Imperfect wound healing sets the stage for chronic diseases

Abstract

Although the age of the genome gave us much insight about how our organs fail with disease, it also suggested that diseases do not arise from mutations alone; rather, they develop as we age. In this Review, we examine how wound healing might act to ignite disease. Wound healing works well when we are younger, repairing damage from accidents, environmental assaults, and battles with pathogens. Yet, with age and accumulation of mutations and tissue damage, the repair process can devolve, leading to inflammation, fibrosis, and neoplastic signaling. We discuss healthy wound responses and how our bodies might misappropriate these pathways in disease. Although we focus predominantly on epithelial-based (lung and skin) diseases, similar pathways might operate in cardiac, muscle, and neuronal diseases.

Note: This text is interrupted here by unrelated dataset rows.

//! In-memory chain and card source for client tests.

#![allow(dead_code)]

use std::collections::{BTreeMap, HashMap};
use std::sync::Mutex;

use agentid_client::instructions::is_verify_instruction;
use agentid_client::{
    AgentCard, CardFetcher, ChainRpc, IdentityError, IdentityRecord, IdentityResult,
    IDENTITY_ACCOUNT_DISCRIMINATOR,
};
use async_trait::async_trait;
use solana_program::instruction::Instruction;
use solana_program::pubkey::Pubkey;
use solana_sdk::signature::{Keypair, Signature, Signer};

pub const RENT: u64 = 2_721_360;

#[derive(Debug, Clone)]
pub struct SentTx {
    pub instructions: Vec<Instruction>,
    pub payer: Pubkey,
    pub signers: Vec<Pubkey>,
    pub signature: Signature,
}

#[derive(Default)]
pub struct MockChain {
    pub accounts: Mutex<BTreeMap<Pubkey, Vec<u8>>>,
    pub sent: Mutex<Vec<SentTx>>,
    pub fail_reads: bool,
    pub fail_scan: bool,
    pub reject_verify: bool,
    pub reject_all: bool,
}

impl MockChain {
    pub fn new() -> Self {
        Self::default()
    }

    pub fn insert(&self, address: Pubkey, data: Vec<u8>) {
        self.accounts.lock().unwrap().insert(address, data);
    }

    pub fn sent(&self) -> Vec<SentTx> {
        self.sent.lock().unwrap().clone()
    }
}

#[async_trait]
impl ChainRpc for MockChain {
    async fn account_data(&self, address: &Pubkey) -> IdentityResult<Option<Vec<u8>>> {
        if self.fail_reads {
            return Err(IdentityError::network("connection refused"));
        }
        Ok(self.accounts.lock().unwrap().get(address).cloned())
    }

    async fn program_accounts(
        &self,
        _program_id: &Pubkey,
        data_size: u64,
    ) -> IdentityResult<Vec<(Pubkey, Vec<u8>)>> {
        if self.fail_scan {
            return Err(IdentityError::network("scan timed out"));
        }
        Ok(self
            .accounts
            .lock()
            .unwrap()
            .iter()
            .filter(|(_, data)| data.len() as u64 == data_size)
            .map(|(k, d)| (*k, d.clone()))
            .collect())
    }

    async fn minimum_balance_for_rent_exemption(&self, _data_len: usize) -> IdentityResult<u64> {
        Ok(RENT)
    }

    async fn send_and_confirm(
        &self,
        instructions: &[Instruction],
        payer: &Pubkey,
        signers: &[&Keypair],
    ) -> IdentityResult<Signature> {
        if self.reject_all {
            return Err(IdentityError::rejected("blockhash not found"));
        }
        if self.reject_verify && instructions.iter().any(is_verify_instruction) {
            return Err(IdentityError::rejected("custom program error: 0x1"));
        }
        let mut sent = self.sent.lock().unwrap();
        let signature = Signature::from([sent.len() as u8 + 1; 64]);
        sent.push(SentTx {
            instructions: instructions.to_vec(),
            payer: *payer,
            signers: signers.iter().map(|k| k.pubkey()).collect(),
            signature,
        });
        Ok(signature)
    }

    async fn health(&self) -> IdentityResult<String> {
        Ok("mock".to_string())
    }
}

#[derive(Default)]
pub struct MockCards {
    pub cards: HashMap<String, AgentCard>,
}

impl MockCards {
    pub fn with(mut self, uri: &str, name: &str) -> Self {
        let card = AgentCard::from_json(serde_json::json!({ "name": name }));
        self.cards.insert(uri.to_string(), card);
        self
    }
}

#[async_trait]
impl CardFetcher for MockCards {
    async fn fetch_card(&self, uri: &str) -> IdentityResult<AgentCard> {
        self.cards
            .get(uri)
            .cloned()
            .ok_or_else(|| IdentityError::MetadataUnavailable(format!("unreachable: {uri}")))
    }
}

pub fn record(owner: Pubkey, uri: &str, verified: bool) -> IdentityRecord {
    IdentityRecord {
        discriminator: IDENTITY_ACCOUNT_DISCRIMINATOR,
        owner,
        metadata_uri: uri.to_string(),
        registered_at: 1_700_000_000,
        is_verified: verified,
        verified_at: if verified { 1_700_000_500 } else { 0 },
    }
}
//! Button row

use ratatui::prelude::*;
use ratatui::widgets::{Block, Borders, Paragraph};

use crate::app::{App, Button};
use crate::style;

/// Render the check / install / quit buttons
pub fn render(frame: &mut Frame, app: &App, area: Rect) {
    let columns = Layout::default()
        .direction(Direction::Horizontal)
        .constraints([Constraint::Ratio(1, 3); 3])
        .split(area);

    for (button, column) in Button::ALL.into_iter().zip(columns.iter()) {
        let style = if !app.is_enabled(button) {
            style::disabled_button_style()
        } else if app.focused == button {
            style::focused_button_style()
        } else {
            style::button_style()
        };

        let widget = Paragraph::new(button.label())
            .alignment(Alignment::Center)
            .style(style)
            .block(Block::default().borders(Borders::ALL).border_style(style));
        frame.render_widget(widget, *column);
    }
}
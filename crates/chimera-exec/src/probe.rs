//! Executable probing

use tracing::debug;

/// Answers whether a tool can be found on the executable search path
pub trait ToolProbe: Send + Sync {
    fn is_available(&self, tool: &str) -> bool;
}

/// Probe backed by a `PATH` lookup, the equivalent of `which <tool>` exiting 0
#[derive(Debug, Clone, Copy, Default)]
pub struct PathProbe;

impl ToolProbe for PathProbe {
    fn is_available(&self, tool: &str) -> bool {
        let found = which::which(tool);
        debug!(tool, found = found.is_ok(), "probed executable search path");
        found.is_ok()
    }
}
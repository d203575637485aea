//! Update orchestration over a single backend

use chimera_exec::CommandResult;
use chimera_pkg::{Backend, PackageManager};
use tracing::{info, instrument, warn};

use crate::error::CoreError;
use crate::outcome::{UpdateOutcome, UpgradeOutcome};

const CHECK_FAILED: &str = "Unable to check for updates";
const COUNT_FAILED: &str = "Unable to count updates";

/// Runs check and upgrade operations for the front-ends
///
/// Owns the backend for the lifetime of the process. Operations do not retry
/// and do not run concurrently with each other on their own; callers must
/// keep at most one operation in flight because package managers lock their
/// database.
#[derive(Debug)]
pub struct UpdateController {
    backend: Backend,
}

impl UpdateController {
    pub fn new(backend: Backend) -> Self {
        Self { backend }
    }

    #[must_use]
    pub fn backend(&self) -> &Backend {
        &self.backend
    }

    #[must_use]
    pub fn manager(&self) -> &PackageManager {
        self.backend.manager()
    }

    /// Refresh the index, then count pending updates
    ///
    /// The count command only runs if the refresh succeeded.
    ///
    /// # Errors
    /// Returns [`CoreError::Execution`] if a command could not be launched
    #[instrument(skip(self), fields(manager = %self.manager()))]
    pub async fn check_for_updates(&self) -> Result<UpdateOutcome, CoreError> {
        let refresh = self.backend.check_updates().await?;
        if !refresh.success() {
            log_failure("index refresh failed", &refresh);
            return Ok(UpdateOutcome::CheckFailed {
                reason: CHECK_FAILED.to_string(),
            });
        }

        let count = self.backend.count_updates().await?;
        if !count.success() {
            log_failure("update count failed", &count);
            return Ok(UpdateOutcome::CheckFailed {
                reason: COUNT_FAILED.to_string(),
            });
        }

        let outcome = parse_update_count(&count.stdout);
        match &outcome {
            UpdateOutcome::ParseFailed => {
                warn!(stdout = %count.stdout.trim(), "update count is not a number");
            }
            other => info!(outcome = %other, "update check finished"),
        }
        Ok(outcome)
    }

    /// Upgrade all packages
    ///
    /// # Errors
    /// Returns [`CoreError::Execution`] if the upgrade could not be launched
    #[instrument(skip(self), fields(manager = %self.manager()))]
    pub async fn apply_upgrade(&self) -> Result<UpgradeOutcome, CoreError> {
        let result = self.backend.upgrade().await?;
        if !result.success() {
            log_failure("upgrade failed", &result);
            return Ok(UpgradeOutcome::Failed {
                status: result.status,
                stderr: result.stderr,
            });
        }

        info!(duration = ?result.duration, "upgrade completed");
        Ok(UpgradeOutcome::Completed)
    }
}

fn log_failure(what: &str, result: &CommandResult) {
    warn!(status = result.status, stderr = %result.stderr.trim(), "{what}");
}

/// Interpret the stdout of a count command
///
/// Surrounding whitespace is ignored. Anything but a non-negative base-10
/// integer is a parse failure.
#[must_use]
pub fn parse_update_count(stdout: &str) -> UpdateOutcome {
    match stdout.trim().parse::<u32>() {
        Ok(0) => UpdateOutcome::NoUpdates,
        Ok(count) => UpdateOutcome::UpdatesAvailable { count },
        Err(_) => UpdateOutcome::ParseFailed,
    }
}
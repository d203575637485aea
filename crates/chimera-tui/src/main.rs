//! chimera-update TUI
//!
//! Terminal front-end for checking and installing system package updates

use std::io::{self, Stdout};
use std::path::PathBuf;
use std::process::ExitCode;
use std::sync::Arc;
use std::time::Duration;

use chimera_core::{Config, UpdateController, build_controller};
use clap::Parser;
use color_eyre::Result;
use crossterm::{
    event::{self as term_event, Event as CrosstermEvent, KeyCode, KeyEventKind},
    execute,
    terminal::{EnterAlternateScreen, LeaveAlternateScreen, disable_raw_mode, enable_raw_mode},
};
use ratatui::prelude::*;
use tokio::sync::mpsc;
use tracing_subscriber::{EnvFilter, layer::SubscriberExt, util::SubscriberInitExt};

mod action;
mod app;
mod event;
mod notify;
mod style;
mod ui;

use action::Action;
use app::App;
use event::EventHandler;
use notify::Notifier;

type Tui = Terminal<CrosstermBackend<Stdout>>;

/// Chimera Update terminal UI
#[derive(Parser, Debug)]
#[command(name = "chimera-update", version, about)]
struct Args {
    /// Configuration file (defaults to the standard lookup)
    #[arg(short, long)]
    config: Option<PathBuf>,

    /// Tick rate in milliseconds
    #[arg(long, default_value = "250")]
    tick_rate: u64,

    /// Enable debug logging to file
    #[arg(long)]
    debug: bool,

    /// Do not send desktop notifications
    #[arg(long)]
    no_notify: bool,
}

#[tokio::main]
async fn main() -> Result<ExitCode> {
    color_eyre::install()?;

    let args = Args::parse();
    let config = Config::load_from(args.config.as_deref())?;

    // stdout belongs to the terminal UI, so logs only go to a file
    if args.debug {
        let file = std::fs::File::create("chimera-update.log")?;
        let filter = EnvFilter::try_from_default_env()
            .unwrap_or_else(|_| EnvFilter::new(&config.log_level));
        tracing_subscriber::registry()
            .with(filter)
            .with(
                tracing_subscriber::fmt::layer()
                    .with_writer(file)
                    .with_ansi(false),
            )
            .init();
    }

    let controller = build_controller(&config);

    let mut terminal = init_terminal()?;

    let result = match controller {
        Ok(controller) => {
            let notifier = Notifier::new(config.notifications && !args.no_notify);
            let tick_rate = Duration::from_millis(args.tick_rate);
            run_app(&mut terminal, Arc::new(controller), notifier, tick_rate)
                .await
                .map(|()| ExitCode::SUCCESS)
        }
        Err(err) => {
            tracing::error!(error = %err, "no usable package manager");
            show_startup_error(&mut terminal, &err.to_string()).map(|()| ExitCode::FAILURE)
        }
    };

    restore_terminal(&mut terminal)?;

    result
}

fn init_terminal() -> Result<Tui> {
    enable_raw_mode()?;
    let mut stdout = io::stdout();
    execute!(stdout, EnterAlternateScreen)?;
    let backend = CrosstermBackend::new(stdout);
    Ok(Terminal::new(backend)?)
}

fn restore_terminal(terminal: &mut Tui) -> Result<()> {
    disable_raw_mode()?;
    execute!(terminal.backend_mut(), LeaveAlternateScreen)?;
    terminal.show_cursor()?;
    Ok(())
}

/// Show the error dialog until the user acknowledges it
fn show_startup_error(terminal: &mut Tui, message: &str) -> Result<()> {
    loop {
        terminal.draw(|frame| ui::dialog::render_error(frame, message))?;

        if let CrosstermEvent::Key(key) = term_event::read()?
            && key.kind == KeyEventKind::Press
            && matches!(
                key.code,
                KeyCode::Enter | KeyCode::Esc | KeyCode::Char('q' | ' ')
            )
        {
            return Ok(());
        }
    }
}

/// Run the application main loop
async fn run_app(
    terminal: &mut Tui,
    controller: Arc<UpdateController>,
    notifier: Notifier,
    tick_rate: Duration,
) -> Result<()> {
    let mut events = EventHandler::new(tick_rate);
    events.start();

    // Worker tasks report back through this channel
    let (action_tx, mut action_rx) = mpsc::unbounded_channel();
    let mut app = App::new(controller, notifier, action_tx);

    loop {
        terminal.draw(|frame| ui::render(frame, &app))?;

        tokio::select! {
            event = events.next() => {
                let Some(event) = event else { break };
                let action = match event {
                    event::Event::Key(key) => event::key_to_action(key, app.show_help),
                    event::Event::Resize => Action::Render,
                    event::Event::Tick => Action::Tick,
                };
                app.handle_action(action);
            }
            Some(action) = action_rx.recv() => {
                app.handle_action(action);
            }
        }

        if app.should_quit() {
            break;
        }
    }

    Ok(())
}
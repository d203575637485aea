//! Event handling for terminal and application events

use std::time::{Duration, Instant};

use crossterm::event::{self, Event as CrosstermEvent, KeyCode, KeyEvent, KeyEventKind, KeyModifiers};
use tokio::sync::mpsc;

use crate::action::Action;

/// Terminal event types
#[derive(Debug, Clone)]
pub enum Event {
    /// Terminal key event
    Key(KeyEvent),
    /// Terminal resize
    Resize,
    /// Tick for animations
    Tick,
}

/// Event handler that polls for terminal events
pub struct EventHandler {
    /// Event sender
    sender: mpsc::UnboundedSender<Event>,
    /// Event receiver
    receiver: mpsc::UnboundedReceiver<Event>,
    /// Tick rate
    tick_rate: Duration,
}

impl EventHandler {
    /// Create a new event handler
    pub fn new(tick_rate: Duration) -> Self {
        let (sender, receiver) = mpsc::unbounded_channel();
        Self {
            sender,
            receiver,
            tick_rate,
        }
    }

    /// Start the event loop in a background task
    pub fn start(&self) {
        let sender = self.sender.clone();
        let tick_rate = self.tick_rate;

        tokio::spawn(async move {
            let mut last_tick = Instant::now();

            loop {
                let timeout = tick_rate
                    .checked_sub(last_tick.elapsed())
                    .unwrap_or(Duration::ZERO);

                if event::poll(timeout).unwrap_or(false) {
                    let forwarded = match event::read() {
                        Ok(CrosstermEvent::Key(key)) if key.kind == KeyEventKind::Press => {
                            sender.send(Event::Key(key))
                        }
                        Ok(CrosstermEvent::Resize(_, _)) => sender.send(Event::Resize),
                        _ => Ok(()),
                    };
                    if forwarded.is_err() {
                        break;
                    }
                }

                if last_tick.elapsed() >= tick_rate {
                    if sender.send(Event::Tick).is_err() {
                        break;
                    }
                    last_tick = Instant::now();
                }
            }
        });
    }

    /// Receive the next event
    pub async fn next(&mut self) -> Option<Event> {
        self.receiver.recv().await
    }
}

/// Convert a key event to an action
pub fn key_to_action(key: KeyEvent, help_open: bool) -> Action {
    if help_open {
        return match key.code {
            KeyCode::Esc | KeyCode::Enter | KeyCode::Char('?') => Action::Back,
            KeyCode::Char('q') => Action::Quit,
            _ => Action::None,
        };
    }

    match key.code {
        // Quit
        KeyCode::Char('q') => Action::Quit,
        KeyCode::Char('c') if key.modifiers.contains(KeyModifiers::CONTROL) => Action::Quit,

        // Buttons
        KeyCode::Left | KeyCode::BackTab | KeyCode::Char('h') => Action::FocusPrev,
        KeyCode::Right | KeyCode::Tab | KeyCode::Char('l') => Action::FocusNext,
        KeyCode::Enter | KeyCode::Char(' ') => Action::Press,

        // Actions
        KeyCode::Char('c') => Action::CheckUpdates,
        KeyCode::Char('i') => Action::InstallUpdates,

        KeyCode::Char('?') => Action::Help,
        KeyCode::Esc => Action::Back,

        _ => Action::None,
    }
}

Figure 1. Healthy wound healing response.

(A) Schematic of wound healing response in a healthy tissue with broad timeline below. Here, a break in the epithelium by damage or infection initiates a clot to stem bleeding and gaps and signal an inflammatory response to eliminate damaged cells and pathogens. The gap is repaired by epithelial cell migration and proliferation, followed by rounds of elimination of damaged cells by extrusion and differentiation into different specialized epithelial cell types. Simultaneously, the underlying stroma contracts to reduce the surface area and secretes extracellular matrix to reinforce and repair the damaged area, and recruit neurons, adipocytes, and vasculature to regenerate the wound site to an approximation of its former state. (B) Schematic graph of epithelial cell numbers over time, as cells proliferate, extrude, differentiate, to repair the site.

Fig. 2. Continuous wound healing in asthma.

(A) Schematic of an asthmatic airway before and after a bronchoconstriction. Amplified smooth muscle becomes hyperresponsive causing tight constriction to asthma triggers, which leads to excess crowding of epithelia and so much extrusion that it essentially creates a wound and excess mucus secretion. The wounding from an asthma attack then causes the inflammatory period and hypersensitivity to infections that cause more attacks. (B) Schematic of continuous wound healing from ongoing asthma attacks, driving cycles of extrusion and proliferation, where mucus amplification can be protective for wounds but, in excess, cause complications for patients.

Fig. 3. Excess differentiation and poor proliferation wound response in fibrosis.

Schematics of a healthy (A) and fibrotic (B) alveolar sacs with capillaries beneath. In (A) healthy numbers of AT2 precursor cells and AT1 cells are lost in fibrosis (B) with cells differentiating and accumulating mesenchymal cells within the interstitial space between the alveolar sacs and capillaries. Here, TGF-ß and increasingly stiff matrix can act as a feed-forward cycle to transdifferentiate epithelial cells into fibroblasts that secrete too much matrix and stiffen it. (C) Schematic graph suggesting a poor response to wounding triggers a loss of epithelial cells over time, with increased mesenchymal cells that secrete and bundle stiff matrix.

Fig. 4. Defective wound response in cancer.

(A, B) Schematics of oncogenically mutated cells with and without a wound response. In (A), some mutated cells may be effectively eliminated by Epithelial Defence Against Cancer (here, H-Ras or Src, blue cells), similar to how crowded, aged cells are eliminated by extrusion (center cell), whereas other cells with oncogenic mutations may accrue within the epithelium (here, KRas, green cells). However, when triggers like smoking, pollution, pathogen infections stimulate a wound healing response (B), oncogenically mutated epithelia (green) may be activated to proliferate without check (left) and extrude aberrantly basally, underneath the epithelium, enabling them to escape, dedifferentiate and metastasize (right). Here, tyrosine kinase inhibitors may target cells with amplified EGFR but not those under strain as they migrate through tight spaces during metastasis. (C) Schematic graph suggesting that wound healing in an oncogenic setting can initiate rounds of proliferation and defective extrusion that fail to return to homeostatic epithelial cell numbers, causing neoplastic properties, as well as fibrosis, inflammation, enhanced cell migration, and poor differentiation, known hallmarks of cancer.